Entries taken from a collection
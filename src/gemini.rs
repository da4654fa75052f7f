use anyhow::{Context, Result};
use async_trait::async_trait;
use reqwest::Client;
use serde::{Deserialize, Serialize};

use crate::config::GeminiConfig;

/// A remote model that answers a single prompt with text.
#[async_trait]
pub trait TextGenerator: Send + Sync {
    async fn generate(&self, prompt: &str) -> Result<String>;
}

#[derive(Clone)]
pub struct GeminiClient {
    client: Client,
    base_url: String,
    api_key: Option<String>,
    model: String,
}

impl GeminiClient {
    pub fn new(config: &GeminiConfig) -> Self {
        Self {
            client: Client::new(),
            base_url: config.base_url.trim_end_matches('/').to_string(),
            api_key: config.api_key.clone(),
            model: config.model.clone(),
        }
    }

    pub fn model(&self) -> &str {
        &self.model
    }
}

#[async_trait]
impl TextGenerator for GeminiClient {
    async fn generate(&self, prompt: &str) -> Result<String> {
        #[derive(Serialize)]
        struct GenerateReq<'a> {
            contents: [Content<'a>; 1],
        }

        #[derive(Serialize)]
        struct Content<'a> {
            parts: [Part<'a>; 1],
        }

        #[derive(Serialize)]
        struct Part<'a> {
            text: &'a str,
        }

        let api_key = self
            .api_key
            .as_deref()
            .context("GEMINI_API_KEY is not set")?;

        let url = format!(
            "{}/v1beta/models/{}:generateContent",
            self.base_url, self.model
        );
        let response = self
            .client
            .post(url)
            .header("x-goog-api-key", api_key)
            .json(&GenerateReq {
                contents: [Content {
                    parts: [Part { text: prompt }],
                }],
            })
            .send()
            .await
            .context("failed to call gemini generateContent endpoint")?;

        if !response.status().is_success() {
            let status = response.status();
            let body = response.text().await.unwrap_or_default();
            anyhow::bail!(
                "gemini generateContent returned {status}: {}",
                normalize_err_body(&body)
            );
        }

        let response = response
            .json::<GenerateResp>()
            .await
            .context("failed to decode gemini generateContent response")?;

        let text = response.answer_text();
        if text.trim().is_empty() {
            anyhow::bail!("gemini returned no text candidates");
        }

        tracing::debug!(model = %self.model, chars = text.len(), "gemini answer received");
        Ok(text)
    }
}

#[derive(Deserialize, Default)]
struct GenerateResp {
    #[serde(default)]
    candidates: Vec<Candidate>,
}

#[derive(Deserialize, Default)]
struct Candidate {
    #[serde(default)]
    content: Option<CandidateContent>,
}

#[derive(Deserialize, Default)]
struct CandidateContent {
    #[serde(default)]
    parts: Vec<CandidatePart>,
}

#[derive(Deserialize, Default)]
struct CandidatePart {
    #[serde(default)]
    text: Option<String>,
}

impl GenerateResp {
    fn answer_text(&self) -> String {
        self.candidates
            .first()
            .and_then(|candidate| candidate.content.as_ref())
            .map(|content| {
                content
                    .parts
                    .iter()
                    .filter_map(|part| part.text.as_deref())
                    .collect::<String>()
            })
            .unwrap_or_default()
    }
}

fn normalize_err_body(body: &str) -> String {
    let trimmed = body.trim();
    if trimmed.is_empty() {
        return "<empty body>".to_string();
    }

    if let Ok(json) = serde_json::from_str::<serde_json::Value>(trimmed) {
        let error = json.get("error");
        if let Some(message) = error
            .and_then(|err| err.get("message"))
            .and_then(|v| v.as_str())
        {
            return message.to_string();
        }
        if let Some(message) = error.and_then(|v| v.as_str()) {
            return message.to_string();
        }
    }

    trimmed.to_string()
}
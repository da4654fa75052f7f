use std::sync::Arc;

use crate::gemini::TextGenerator;

#[derive(Clone)]
pub struct ChatService {
    generator: Arc<dyn TextGenerator>,
}

impl ChatService {
    pub fn new(generator: Arc<dyn TextGenerator>) -> Self {
        Self { generator }
    }

    /// Answers a media-literacy question. Remote failures turn into an
    /// apology rather than an error.
    pub async fn answer(&self, message: &str) -> String {
        let prompt = build_chat_prompt(message);
        match self.generator.generate(&prompt).await {
            Ok(answer) => answer,
            Err(err) => {
                tracing::warn!("chat generation failed: {err:#}");
                format!("Sorry, I encountered an error: {err}")
            }
        }
    }
}

fn build_chat_prompt(message: &str) -> String {
    format!(
        "You are a helpful AI assistant specializing in fake news detection and media literacy.
Answer the user's question in a friendly, informative way.

User question: {message}

Provide a clear, concise answer."
    )
}
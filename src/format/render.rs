use std::sync::LazyLock;

use regex::Regex;

pub const BULLET: char = '\u{2022}';

static NUMBERED_RE: LazyLock<Regex> = LazyLock::new(|| {
    Regex::new(r"(?s)\A(\d+)\.\s+\*\*(.+?)\*\*:?\s*(.*)").expect("numbered pattern is valid")
});
static STRONG_RE: LazyLock<Regex> =
    LazyLock::new(|| Regex::new(r"\*\*(.+?)\*\*").expect("strong pattern is valid"));
static EM_RE: LazyLock<Regex> =
    LazyLock::new(|| Regex::new(r"\*(.+?)\*").expect("em pattern is valid"));
static DASH_ITEM_RE: LazyLock<Regex> =
    LazyLock::new(|| Regex::new(r"(?m)^\s*-\s+").expect("dash item pattern is valid"));

/// One logical unit of an analysis answer.
#[derive(Debug, Clone, PartialEq, Eq)]
pub struct Section<'a> {
    pub number: Option<&'a str>,
    pub title: Option<&'a str>,
    pub body: &'a str,
}

impl<'a> Section<'a> {
    /// Reads a `N. **Title**: body` heading off the front of a candidate.
    /// Anything else is an untitled body.
    pub fn parse(candidate: &'a str) -> Self {
        match NUMBERED_RE.captures(candidate) {
            Some(caps) => {
                let text = |i: usize| caps.get(i).map_or("", |m| m.as_str());
                Self {
                    number: Some(text(1)),
                    title: Some(text(2)),
                    body: text(3),
                }
            }
            None => Self {
                number: None,
                title: None,
                body: candidate,
            },
        }
    }

    pub fn render(&self, out: &mut String) {
        match (self.number, self.title) {
            (Some(number), Some(title)) => {
                out.push_str(r#"<div class="analysis-section">"#);
                out.push_str(r#"<h3 class="section-title"><span class="section-number">"#);
                out.push_str(number);
                out.push_str("</span>");
                out.push_str(&escape_html(title));
                out.push_str("</h3>");
                render_body(self.body, out);
                out.push_str("</div>");
            }
            _ => render_body(self.body, out),
        }
    }
}

/// Converts `**x**` to strong and then `*x*` to em. The order matters: run
/// the other way round, a bold pair reads as two empty italics.
pub fn emphasize(text: &str) -> String {
    let strong = STRONG_RE.replace_all(text, "<strong>${1}</strong>");
    EM_RE.replace_all(&strong, "<em>${1}</em>").into_owned()
}

pub fn escape_html(text: &str) -> String {
    askama_escape::escape(text, askama_escape::Html).to_string()
}

/// Heuristic: a bullet glyph anywhere, or any `- ` line, switches the whole
/// body to line-by-line list rendering. Prose that happens to contain a
/// dash line gets listed too.
fn has_bullets(body: &str) -> bool {
    body.contains(BULLET) || DASH_ITEM_RE.is_match(body)
}

fn render_body(body: &str, out: &mut String) {
    let body = emphasize(&escape_html(body.trim()));
    if body.is_empty() {
        return;
    }

    if has_bullets(&body) {
        render_lines(&body, out);
    } else {
        for paragraph in body.split("\n\n").map(str::trim) {
            if !paragraph.is_empty() {
                push_paragraph(paragraph, out);
            }
        }
    }
}

fn render_lines(body: &str, out: &mut String) {
    let mut in_list = false;

    for line in body.split('\n').map(str::trim) {
        // blank lines never close a list, only the next non-bullet line does
        if line.is_empty() {
            continue;
        }

        if line.starts_with(BULLET) || line.starts_with('-') {
            if !in_list {
                out.push_str(r#"<ul class="analysis-list">"#);
                in_list = true;
            }
            let item = line.trim_start_matches([BULLET, '-', ' ']).trim();
            if !item.is_empty() {
                out.push_str("<li>");
                out.push_str(item);
                out.push_str("</li>");
            }
        } else {
            if in_list {
                out.push_str("</ul>");
                in_list = false;
            }
            push_paragraph(line, out);
        }
    }

    if in_list {
        out.push_str("</ul>");
    }
}

fn push_paragraph(text: &str, out: &mut String) {
    out.push_str(r#"<p class="analysis-text">"#);
    out.push_str(text);
    out.push_str("</p>");
}
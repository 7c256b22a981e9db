// Check-in handler
//
// The single decision the kiosk makes per scan: has this identifier been
// seen before? First-timers are recorded; repeats are left untouched so a
// record is never mutated after creation. The caller maps the outcome onto
// the reaction card and schedules the revert to the idle prompt.

use crate::roster::Roster;
use anyhow::Result;

/// What happened to a scanned identifier.
#[derive(Debug, Clone, Copy, PartialEq, Eq)]
pub enum CheckInOutcome {
    /// Not in the record set before this scan; now recorded.
    FirstTime,
    /// Already checked in; nothing was written.
    AlreadySeen,
}

/// Look the identifier up in the roster and record it if it is new.
///
/// Empty identifiers never reach this function: input capture only
/// dispatches a scan on Enter with a non-empty buffer.
pub fn check_in(roster: &mut Roster, id: &str) -> Result<CheckInOutcome> {
    if roster.contains(id) {
        tracing::info!("Repeat scan: {}", crate::util::mask_id(id));
        Ok(CheckInOutcome::AlreadySeen)
    } else {
        roster.insert(id)?;
        tracing::info!("Checked in: {}", crate::util::mask_id(id));
        tracing::debug!("Full identifier: {id}");
        Ok(CheckInOutcome::FirstTime)
    }
}

#[cfg(test)]
mod tests {
    use super::*;
    use tempfile::TempDir;

    fn roster() -> (TempDir, Roster) {
        let dir = TempDir::new().expect("create temp dir");
        let roster = Roster::load(dir.path(), "test").unwrap();
        (dir, roster)
    }

    #[test]
    fn fresh_identifier_is_recorded() {
        let (_dir, mut roster) = roster();
        let outcome = check_in(&mut roster, "4455").unwrap();
        assert_eq!(outcome, CheckInOutcome::FirstTime);
        assert!(roster.contains("4455"));
        assert_eq!(roster.len(), 1);
    }

    #[test]
    fn repeat_scan_flips_to_already_seen() {
        let (_dir, mut roster) = roster();
        check_in(&mut roster, "4455").unwrap();

        let outcome = check_in(&mut roster, "4455").unwrap();
        assert_eq!(outcome, CheckInOutcome::AlreadySeen);
        // Still recorded exactly once
        assert_eq!(roster.len(), 1);

        // And it stays that way no matter how often the card is scanned
        for _ in 0..5 {
            assert_eq!(
                check_in(&mut roster, "4455").unwrap(),
                CheckInOutcome::AlreadySeen
            );
        }
        assert_eq!(roster.len(), 1);
    }

    #[test]
    fn distinct_identifiers_are_independent() {
        let (_dir, mut roster) = roster();
        assert_eq!(
            check_in(&mut roster, "1001").unwrap(),
            CheckInOutcome::FirstTime
        );
        assert_eq!(
            check_in(&mut roster, "1002").unwrap(),
            CheckInOutcome::FirstTime
        );
        assert_eq!(roster.rows(), ["1001", "1002"]);
    }
}
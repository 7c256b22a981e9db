// TUI module - Terminal User Interface
//
// This module manages the terminal UI using ratatui. It handles:
// - Terminal initialization and cleanup
// - Event loop (keyboard input, timer ticks, demo scans)
// - Rendering the UI
// - Routing keys between the scan path and the action keys

pub mod app;
pub mod components;
pub mod icons;
pub mod modal;
pub mod ui;

use crate::config::Config;
use crate::events::ScanEvent;
use crate::logging::LogBuffer;
use crate::roster::Roster;
use anyhow::{Context, Result};
use app::App;
use crossterm::{
    event::{self, Event, KeyCode, KeyEvent, KeyEventKind},
    execute,
    terminal::{disable_raw_mode, enable_raw_mode, EnterAlternateScreen, LeaveAlternateScreen},
};
use modal::ModalAction;
use ratatui::{backend::CrosstermBackend, Terminal};
use std::io;
use std::time::Duration;
use tokio::sync::mpsc;

/// Run the TUI
///
/// This function sets up the terminal, runs the event loop, and cleans up
/// when done. The event loop handles keyboard input, render ticks and
/// synthetic scans from the demo feed.
pub async fn run_tui(
    mut scan_rx: mpsc::Receiver<ScanEvent>,
    log_buffer: LogBuffer,
    config: Config,
    roster: Roster,
) -> Result<()> {
    // Set up terminal
    enable_raw_mode().context("Failed to enable raw mode")?;
    let mut stdout = io::stdout();
    execute!(stdout, EnterAlternateScreen).context("Failed to setup terminal")?;
    let backend = CrosstermBackend::new(stdout);
    let mut terminal = Terminal::new(backend).context("Failed to create terminal")?;

    // Create app state with config (initializes theme from config)
    let mut app = App::new(log_buffer, config, roster);

    // Run the event loop
    let result = run_event_loop(&mut terminal, &mut app, &mut scan_rx).await;

    // Restore terminal
    disable_raw_mode().context("Failed to disable raw mode")?;
    execute!(terminal.backend_mut(), LeaveAlternateScreen).context("Failed to restore terminal")?;
    terminal.show_cursor().context("Failed to show cursor")?;

    result
}

/// Main event loop
///
/// This loop handles three types of events:
/// 1. Keyboard input (scanner digits and action keys)
/// 2. Timer ticks (idle animation, card revert, toast expiry)
/// 3. Demo scans arriving over the channel
///
/// The use of tokio::select! allows us to wait on multiple async operations
/// simultaneously, responding to whichever one completes first.
async fn run_event_loop(
    terminal: &mut Terminal<CrosstermBackend<io::Stdout>>,
    app: &mut App,
    scan_rx: &mut mpsc::Receiver<ScanEvent>,
) -> Result<()> {
    let mut tick_interval = tokio::time::interval(Duration::from_millis(200));

    loop {
        // Draw the UI
        terminal
            .draw(|f| ui::draw(f, app))
            .context("Failed to draw terminal")?;

        // Wait for events using tokio::select!
        tokio::select! {
            // Keyboard input
            _ = async {
                if event::poll(Duration::from_millis(10)).unwrap_or(false) {
                    if let Ok(Event::Key(key_event)) = event::read() {
                        handle_key_event(app, key_event);
                    }
                }
            } => {}

            // Periodic tick for animation and deadline checks
            _ = tick_interval.tick() => {
                app.tick();
            }

            // Synthetic scans from the demo feed
            Some(scan) = scan_rx.recv() => {
                app.handle_scan(&scan);
            }
        }

        // Check if we should quit
        if app.should_quit {
            break;
        }
    }

    Ok(())
}

/// Handle keyboard input
/// Layered dispatch: Modal → Action keys → Scan path
fn handle_key_event(app: &mut App, key_event: KeyEvent) {
    // Layer 1: an open dialog absorbs every key, digits included
    if handle_modal_input(app, &key_event) {
        return;
    }

    if key_event.kind != KeyEventKind::Press {
        return;
    }

    // Layer 2: action keys. All letters, so a scanner stream of digits
    // plus Enter can never trigger one by accident.
    if handle_action_keys(app, &key_event) {
        return;
    }

    // Layer 3: the scan path. Deliberately no debounce here: a card
    // scanner legitimately repeats digits faster than any human.
    match key_event.code {
        KeyCode::Char(c) if c.is_ascii_digit() => app.push_digit(c),
        KeyCode::Enter => app.submit_scan(),
        _ => {}
    }
}

/// Handle modal input - returns true if modal absorbed the input
fn handle_modal_input(app: &mut App, key_event: &KeyEvent) -> bool {
    let Some(ref mut modal) = app.modal else {
        return false;
    };

    if key_event.kind != KeyEventKind::Press {
        return true; // Modal absorbs non-press events too
    }

    match modal.handle_input(key_event.code) {
        ModalAction::None => {}
        ModalAction::Close => {
            app.modal = None;
        }
        ModalAction::ConfirmReset => {
            app.modal = None;
            app.confirm_reset();
        }
    }

    true // Modal absorbed the input
}

/// Handle action keys - returns true if handled
fn handle_action_keys(app: &mut App, key_event: &KeyEvent) -> bool {
    match key_event.code {
        // Quit
        KeyCode::Char('q') | KeyCode::Char('Q') => {
            app.should_quit = true;
            true
        }
        // Help modal
        KeyCode::Char('?') => {
            app.modal = Some(modal::Modal::help());
            true
        }
        // Export the record set as CSV
        KeyCode::Char('p') | KeyCode::Char('P') => {
            app.export();
            true
        }
        // Reset the record set (behind confirmation)
        KeyCode::Char('r') | KeyCode::Char('R') => {
            app.request_reset();
            true
        }
        // Recent logs
        KeyCode::Char('l') | KeyCode::Char('L') => {
            app.modal = Some(modal::Modal::logs());
            true
        }
        // Theme cycling
        KeyCode::Char('t') => {
            app.cycle_theme();
            true
        }
        KeyCode::Char('T') => {
            app.cycle_theme_back();
            true
        }
        _ => false,
    }
}

#[cfg(test)]
mod tests {
    use super::*;
    use crate::tui::app::CardState;
    use crossterm::event::KeyModifiers;
    use tempfile::TempDir;

    fn test_app() -> (TempDir, App) {
        let dir = TempDir::new().expect("create temp dir");
        let mut config = Config::default();
        config.data_dir = dir.path().to_path_buf();
        config.export_dir = dir.path().join("exports");
        let roster = Roster::load(&config.data_dir, &config.roster_name).expect("load roster");
        (dir, App::new(LogBuffer::new(), config, roster))
    }

    fn press(app: &mut App, code: KeyCode) {
        handle_key_event(app, KeyEvent::new(code, KeyModifiers::NONE));
    }

    #[test]
    fn typed_digits_flow_into_the_scan_buffer() {
        let (_dir, mut app) = test_app();
        for c in "40021".chars() {
            press(&mut app, KeyCode::Char(c));
        }
        assert_eq!(app.scan_buffer, "40021");

        press(&mut app, KeyCode::Enter);
        assert_eq!(app.scan_buffer, "");
        assert_eq!(app.card, CardState::FirstTime);
    }

    #[test]
    fn open_dialog_absorbs_digits_and_enter() {
        let (_dir, mut app) = test_app();
        press(&mut app, KeyCode::Char('?'));
        assert!(app.modal.is_some());

        press(&mut app, KeyCode::Char('4'));
        press(&mut app, KeyCode::Enter);
        assert_eq!(app.scan_buffer, "");
        assert_eq!(app.stats.total_scans, 0);

        press(&mut app, KeyCode::Esc);
        assert!(app.modal.is_none());
    }

    #[test]
    fn reset_flow_cancel_then_confirm() {
        let (_dir, mut app) = test_app();
        for c in "1001".chars() {
            press(&mut app, KeyCode::Char(c));
        }
        press(&mut app, KeyCode::Enter);
        assert_eq!(app.roster.len(), 1);

        // Esc cancels, nothing changes
        press(&mut app, KeyCode::Char('r'));
        press(&mut app, KeyCode::Esc);
        assert_eq!(app.roster.len(), 1);

        // Enter confirms, the record set empties
        press(&mut app, KeyCode::Char('r'));
        press(&mut app, KeyCode::Enter);
        assert!(app.roster.is_empty());
    }

    #[test]
    fn quit_key_sets_the_flag() {
        let (_dir, mut app) = test_app();
        press(&mut app, KeyCode::Char('q'));
        assert!(app.should_quit);
    }
}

■ **WHAT YOU SHOULD DO**:
In the entries above, restate word for word the lines between the one holding "the idle prompt." and the one holding "roster.insert(id)?;", inclusive, and nothing besides.

■ **ANSWER AREA**:
// the reaction card and schedules the revert to the idle prompt.

use crate::roster::Roster;
use anyhow::Result;

/// What happened to a scanned identifier.
#[derive(Debug, Clone, Copy, PartialEq, Eq)]
pub enum CheckInOutcome {
    /// Not in the record set before this scan; now recorded.
    FirstTime,
    /// Already checked in; nothing was written.
    AlreadySeen,
}

/// Look the identifier up in the roster and record it if it is new.
///
/// Empty identifiers never reach this function: input capture only
/// dispatches a scan on Enter with a non-empty buffer.
pub fn check_in(roster: &mut Roster, id: &str) -> Result<CheckInOutcome> {
    if roster.contains(id) {
        tracing::info!("Repeat scan: {}", crate::util::mask_id(id));
        Ok(CheckInOutcome::AlreadySeen)
    } else {
        roster.insert(id)?;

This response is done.